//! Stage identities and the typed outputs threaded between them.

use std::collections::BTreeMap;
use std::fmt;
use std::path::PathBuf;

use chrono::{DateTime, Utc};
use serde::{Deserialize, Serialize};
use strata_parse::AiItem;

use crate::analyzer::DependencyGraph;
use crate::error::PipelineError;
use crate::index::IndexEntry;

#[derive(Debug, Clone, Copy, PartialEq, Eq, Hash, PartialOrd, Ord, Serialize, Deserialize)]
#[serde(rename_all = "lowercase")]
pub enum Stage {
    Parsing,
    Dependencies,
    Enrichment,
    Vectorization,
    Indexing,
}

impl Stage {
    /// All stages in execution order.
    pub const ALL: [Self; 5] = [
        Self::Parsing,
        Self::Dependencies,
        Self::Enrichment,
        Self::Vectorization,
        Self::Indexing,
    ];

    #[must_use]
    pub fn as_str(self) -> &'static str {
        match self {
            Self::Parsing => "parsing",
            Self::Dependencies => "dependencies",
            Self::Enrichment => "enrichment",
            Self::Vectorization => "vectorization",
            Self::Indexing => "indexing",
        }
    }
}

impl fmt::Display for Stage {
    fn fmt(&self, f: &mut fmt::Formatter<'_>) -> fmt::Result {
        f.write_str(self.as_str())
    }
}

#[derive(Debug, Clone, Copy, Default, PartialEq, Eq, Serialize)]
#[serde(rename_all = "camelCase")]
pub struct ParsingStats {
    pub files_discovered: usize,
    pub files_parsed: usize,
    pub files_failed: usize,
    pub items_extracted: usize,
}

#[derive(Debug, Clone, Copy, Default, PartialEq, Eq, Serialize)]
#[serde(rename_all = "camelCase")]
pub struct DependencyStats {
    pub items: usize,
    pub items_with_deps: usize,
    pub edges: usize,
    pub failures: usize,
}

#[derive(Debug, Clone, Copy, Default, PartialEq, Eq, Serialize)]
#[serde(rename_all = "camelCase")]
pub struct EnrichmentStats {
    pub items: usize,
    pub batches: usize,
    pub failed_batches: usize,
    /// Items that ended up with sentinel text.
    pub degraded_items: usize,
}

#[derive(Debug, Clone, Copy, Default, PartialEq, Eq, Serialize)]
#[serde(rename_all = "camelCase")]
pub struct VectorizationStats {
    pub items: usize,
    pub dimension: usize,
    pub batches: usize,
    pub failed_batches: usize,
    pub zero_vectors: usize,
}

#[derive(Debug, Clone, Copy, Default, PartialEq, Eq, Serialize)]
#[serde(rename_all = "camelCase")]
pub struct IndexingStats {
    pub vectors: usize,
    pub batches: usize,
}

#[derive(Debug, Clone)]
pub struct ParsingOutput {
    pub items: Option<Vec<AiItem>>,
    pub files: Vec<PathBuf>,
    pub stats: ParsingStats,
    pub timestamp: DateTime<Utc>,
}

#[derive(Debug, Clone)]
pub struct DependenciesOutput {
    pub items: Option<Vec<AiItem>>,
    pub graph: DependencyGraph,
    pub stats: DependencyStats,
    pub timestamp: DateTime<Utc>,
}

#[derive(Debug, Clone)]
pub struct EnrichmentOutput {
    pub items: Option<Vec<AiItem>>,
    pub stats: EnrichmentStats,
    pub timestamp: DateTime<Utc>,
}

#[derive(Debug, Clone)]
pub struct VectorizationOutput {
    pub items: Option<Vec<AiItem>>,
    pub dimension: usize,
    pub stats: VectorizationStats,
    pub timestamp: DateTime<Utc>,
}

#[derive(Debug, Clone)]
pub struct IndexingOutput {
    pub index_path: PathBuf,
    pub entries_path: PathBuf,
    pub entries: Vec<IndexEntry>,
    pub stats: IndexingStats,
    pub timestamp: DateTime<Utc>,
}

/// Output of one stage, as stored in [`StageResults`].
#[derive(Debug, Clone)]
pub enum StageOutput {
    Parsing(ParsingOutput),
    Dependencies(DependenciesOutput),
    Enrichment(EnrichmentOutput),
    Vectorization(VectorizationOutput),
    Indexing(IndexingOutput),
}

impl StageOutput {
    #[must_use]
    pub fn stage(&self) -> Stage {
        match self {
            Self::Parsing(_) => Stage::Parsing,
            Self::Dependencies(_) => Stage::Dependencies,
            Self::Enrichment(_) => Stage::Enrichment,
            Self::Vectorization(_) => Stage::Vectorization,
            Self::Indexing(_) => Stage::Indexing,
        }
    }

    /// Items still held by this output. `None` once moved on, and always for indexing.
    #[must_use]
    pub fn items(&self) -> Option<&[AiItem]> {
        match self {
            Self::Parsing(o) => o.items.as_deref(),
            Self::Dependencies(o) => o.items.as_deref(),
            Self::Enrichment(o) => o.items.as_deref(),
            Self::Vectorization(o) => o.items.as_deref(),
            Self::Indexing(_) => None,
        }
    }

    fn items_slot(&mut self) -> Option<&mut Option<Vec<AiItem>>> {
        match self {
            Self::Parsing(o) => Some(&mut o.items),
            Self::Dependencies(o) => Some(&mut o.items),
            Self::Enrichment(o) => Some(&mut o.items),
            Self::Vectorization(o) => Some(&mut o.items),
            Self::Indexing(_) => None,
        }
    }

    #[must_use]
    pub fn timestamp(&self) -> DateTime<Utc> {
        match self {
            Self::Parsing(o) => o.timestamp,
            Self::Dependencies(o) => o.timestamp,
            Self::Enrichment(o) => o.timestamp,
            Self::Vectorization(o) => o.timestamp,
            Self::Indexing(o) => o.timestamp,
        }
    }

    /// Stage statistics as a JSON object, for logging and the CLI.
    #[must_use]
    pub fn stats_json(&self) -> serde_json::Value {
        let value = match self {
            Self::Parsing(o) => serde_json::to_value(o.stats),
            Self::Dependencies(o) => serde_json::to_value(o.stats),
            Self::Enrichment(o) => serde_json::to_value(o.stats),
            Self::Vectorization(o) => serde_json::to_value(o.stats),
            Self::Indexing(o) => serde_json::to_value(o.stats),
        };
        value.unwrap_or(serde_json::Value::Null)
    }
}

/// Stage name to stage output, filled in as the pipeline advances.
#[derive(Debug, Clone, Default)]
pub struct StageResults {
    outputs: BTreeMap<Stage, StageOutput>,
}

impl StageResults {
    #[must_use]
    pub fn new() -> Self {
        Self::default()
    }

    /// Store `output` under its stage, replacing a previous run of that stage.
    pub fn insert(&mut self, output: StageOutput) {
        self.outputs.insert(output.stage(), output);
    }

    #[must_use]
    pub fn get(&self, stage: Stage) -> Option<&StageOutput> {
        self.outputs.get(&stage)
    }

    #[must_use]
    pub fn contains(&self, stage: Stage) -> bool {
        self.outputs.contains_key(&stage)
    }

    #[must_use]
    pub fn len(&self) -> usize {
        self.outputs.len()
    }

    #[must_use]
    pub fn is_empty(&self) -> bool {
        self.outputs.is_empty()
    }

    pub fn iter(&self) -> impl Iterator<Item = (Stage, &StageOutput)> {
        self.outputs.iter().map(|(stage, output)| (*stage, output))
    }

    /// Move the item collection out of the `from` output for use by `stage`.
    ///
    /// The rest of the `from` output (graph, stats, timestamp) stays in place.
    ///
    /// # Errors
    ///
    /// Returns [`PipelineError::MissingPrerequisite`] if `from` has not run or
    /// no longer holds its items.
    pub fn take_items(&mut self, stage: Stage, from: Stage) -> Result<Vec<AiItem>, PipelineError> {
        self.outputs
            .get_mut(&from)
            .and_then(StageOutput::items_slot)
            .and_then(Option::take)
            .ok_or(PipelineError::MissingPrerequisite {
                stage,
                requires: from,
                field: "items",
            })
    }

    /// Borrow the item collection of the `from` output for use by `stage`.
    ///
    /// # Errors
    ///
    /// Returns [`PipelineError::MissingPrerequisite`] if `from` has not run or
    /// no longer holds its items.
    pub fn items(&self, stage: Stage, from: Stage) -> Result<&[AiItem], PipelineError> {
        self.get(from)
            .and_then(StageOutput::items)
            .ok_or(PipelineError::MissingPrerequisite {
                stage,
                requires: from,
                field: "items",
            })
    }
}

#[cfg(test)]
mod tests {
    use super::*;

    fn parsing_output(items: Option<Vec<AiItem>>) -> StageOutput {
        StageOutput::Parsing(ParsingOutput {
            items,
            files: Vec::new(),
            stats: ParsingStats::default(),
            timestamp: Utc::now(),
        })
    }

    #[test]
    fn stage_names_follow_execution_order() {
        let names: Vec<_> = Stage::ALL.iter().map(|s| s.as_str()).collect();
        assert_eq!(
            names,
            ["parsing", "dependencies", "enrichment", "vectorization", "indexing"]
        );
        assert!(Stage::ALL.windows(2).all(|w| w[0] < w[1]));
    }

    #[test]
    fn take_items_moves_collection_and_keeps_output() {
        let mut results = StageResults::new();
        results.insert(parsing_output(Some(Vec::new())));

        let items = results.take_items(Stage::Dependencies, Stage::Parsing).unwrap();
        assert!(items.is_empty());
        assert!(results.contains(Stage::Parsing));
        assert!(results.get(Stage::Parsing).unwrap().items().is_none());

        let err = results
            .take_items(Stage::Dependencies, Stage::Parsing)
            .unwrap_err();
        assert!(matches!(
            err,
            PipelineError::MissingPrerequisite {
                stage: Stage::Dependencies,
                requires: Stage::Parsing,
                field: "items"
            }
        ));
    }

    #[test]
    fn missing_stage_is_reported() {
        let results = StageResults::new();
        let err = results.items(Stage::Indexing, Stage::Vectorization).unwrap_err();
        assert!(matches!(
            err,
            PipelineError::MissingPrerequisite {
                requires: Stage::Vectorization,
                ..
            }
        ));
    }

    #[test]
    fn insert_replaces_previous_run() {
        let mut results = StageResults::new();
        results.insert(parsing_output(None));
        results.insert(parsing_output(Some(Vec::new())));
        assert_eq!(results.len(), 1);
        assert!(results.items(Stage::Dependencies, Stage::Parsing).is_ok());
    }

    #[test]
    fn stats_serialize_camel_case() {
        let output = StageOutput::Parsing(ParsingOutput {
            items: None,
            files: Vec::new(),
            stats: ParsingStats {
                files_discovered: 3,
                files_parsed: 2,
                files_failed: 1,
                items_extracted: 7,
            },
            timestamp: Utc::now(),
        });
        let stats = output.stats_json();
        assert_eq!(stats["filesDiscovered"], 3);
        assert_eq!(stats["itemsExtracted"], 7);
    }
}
· · · · · · ·
# Task objective
Wherever the string "that" appears in the records, copy the whole line.

# Task result
    /// Items that ended up with sentinel text.
    /// Store `output` under its stage, replacing a previous run of that stage.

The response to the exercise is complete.